── RECORDED DATA

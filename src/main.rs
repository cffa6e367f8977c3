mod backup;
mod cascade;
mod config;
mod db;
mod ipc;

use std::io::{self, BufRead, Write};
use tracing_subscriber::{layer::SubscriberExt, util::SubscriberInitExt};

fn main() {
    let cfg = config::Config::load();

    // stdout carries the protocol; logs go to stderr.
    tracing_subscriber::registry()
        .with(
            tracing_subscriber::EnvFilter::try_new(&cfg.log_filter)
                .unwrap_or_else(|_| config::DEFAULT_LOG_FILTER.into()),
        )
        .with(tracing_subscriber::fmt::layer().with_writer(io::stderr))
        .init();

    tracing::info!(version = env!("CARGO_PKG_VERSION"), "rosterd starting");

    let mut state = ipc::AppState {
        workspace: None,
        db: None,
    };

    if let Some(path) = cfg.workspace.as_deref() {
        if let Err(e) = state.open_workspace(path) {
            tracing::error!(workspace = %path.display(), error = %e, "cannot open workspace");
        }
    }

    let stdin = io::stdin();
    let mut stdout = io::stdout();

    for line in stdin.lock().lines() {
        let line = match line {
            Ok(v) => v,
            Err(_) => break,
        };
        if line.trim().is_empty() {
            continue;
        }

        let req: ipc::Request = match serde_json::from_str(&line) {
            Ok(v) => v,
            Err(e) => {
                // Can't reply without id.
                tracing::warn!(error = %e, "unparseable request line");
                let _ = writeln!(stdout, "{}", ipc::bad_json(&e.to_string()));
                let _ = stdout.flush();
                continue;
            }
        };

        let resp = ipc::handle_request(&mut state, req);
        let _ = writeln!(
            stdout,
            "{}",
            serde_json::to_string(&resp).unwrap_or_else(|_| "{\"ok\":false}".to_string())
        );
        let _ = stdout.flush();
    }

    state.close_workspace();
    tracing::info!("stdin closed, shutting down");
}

────
── RECORDED DATA

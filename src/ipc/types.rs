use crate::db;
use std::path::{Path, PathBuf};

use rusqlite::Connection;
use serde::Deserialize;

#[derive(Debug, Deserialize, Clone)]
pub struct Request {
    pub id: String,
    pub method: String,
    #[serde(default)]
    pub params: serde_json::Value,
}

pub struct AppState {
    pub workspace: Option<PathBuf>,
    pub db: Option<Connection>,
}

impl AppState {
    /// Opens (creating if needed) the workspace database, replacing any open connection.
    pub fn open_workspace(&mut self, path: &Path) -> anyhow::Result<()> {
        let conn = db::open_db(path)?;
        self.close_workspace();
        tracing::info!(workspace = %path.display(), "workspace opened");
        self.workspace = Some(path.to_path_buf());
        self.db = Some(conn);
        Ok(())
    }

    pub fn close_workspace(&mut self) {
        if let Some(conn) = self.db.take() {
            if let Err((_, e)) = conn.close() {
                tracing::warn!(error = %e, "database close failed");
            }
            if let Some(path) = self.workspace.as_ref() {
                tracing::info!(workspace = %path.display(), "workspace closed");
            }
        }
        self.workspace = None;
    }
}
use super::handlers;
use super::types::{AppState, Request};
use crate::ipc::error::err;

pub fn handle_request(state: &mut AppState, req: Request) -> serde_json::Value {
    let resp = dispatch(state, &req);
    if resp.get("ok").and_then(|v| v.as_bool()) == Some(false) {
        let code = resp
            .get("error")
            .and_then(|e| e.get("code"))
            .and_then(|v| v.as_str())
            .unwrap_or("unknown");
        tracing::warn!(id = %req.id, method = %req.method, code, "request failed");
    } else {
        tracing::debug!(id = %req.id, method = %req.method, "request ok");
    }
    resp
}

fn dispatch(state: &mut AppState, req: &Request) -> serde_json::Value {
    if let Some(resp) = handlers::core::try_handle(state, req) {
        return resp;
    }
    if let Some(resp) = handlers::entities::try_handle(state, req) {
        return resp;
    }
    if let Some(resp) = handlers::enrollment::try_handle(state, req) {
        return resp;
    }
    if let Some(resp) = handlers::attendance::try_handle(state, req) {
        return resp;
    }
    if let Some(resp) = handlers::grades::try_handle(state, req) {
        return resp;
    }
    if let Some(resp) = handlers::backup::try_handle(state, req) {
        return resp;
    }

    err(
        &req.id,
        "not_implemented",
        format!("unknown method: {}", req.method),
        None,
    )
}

────

- [TRY IT]:
Go through the data and show every line where "stdout" occurs.

- [RESULT OF THE TASK]:
    // stdout carries the protocol; logs go to stderr.
    let mut stdout = io::stdout();
                let _ = writeln!(stdout, "{}", ipc::bad_json(&e.to_string()));
                let _ = stdout.flush();
            stdout,
        let _ = stdout.flush();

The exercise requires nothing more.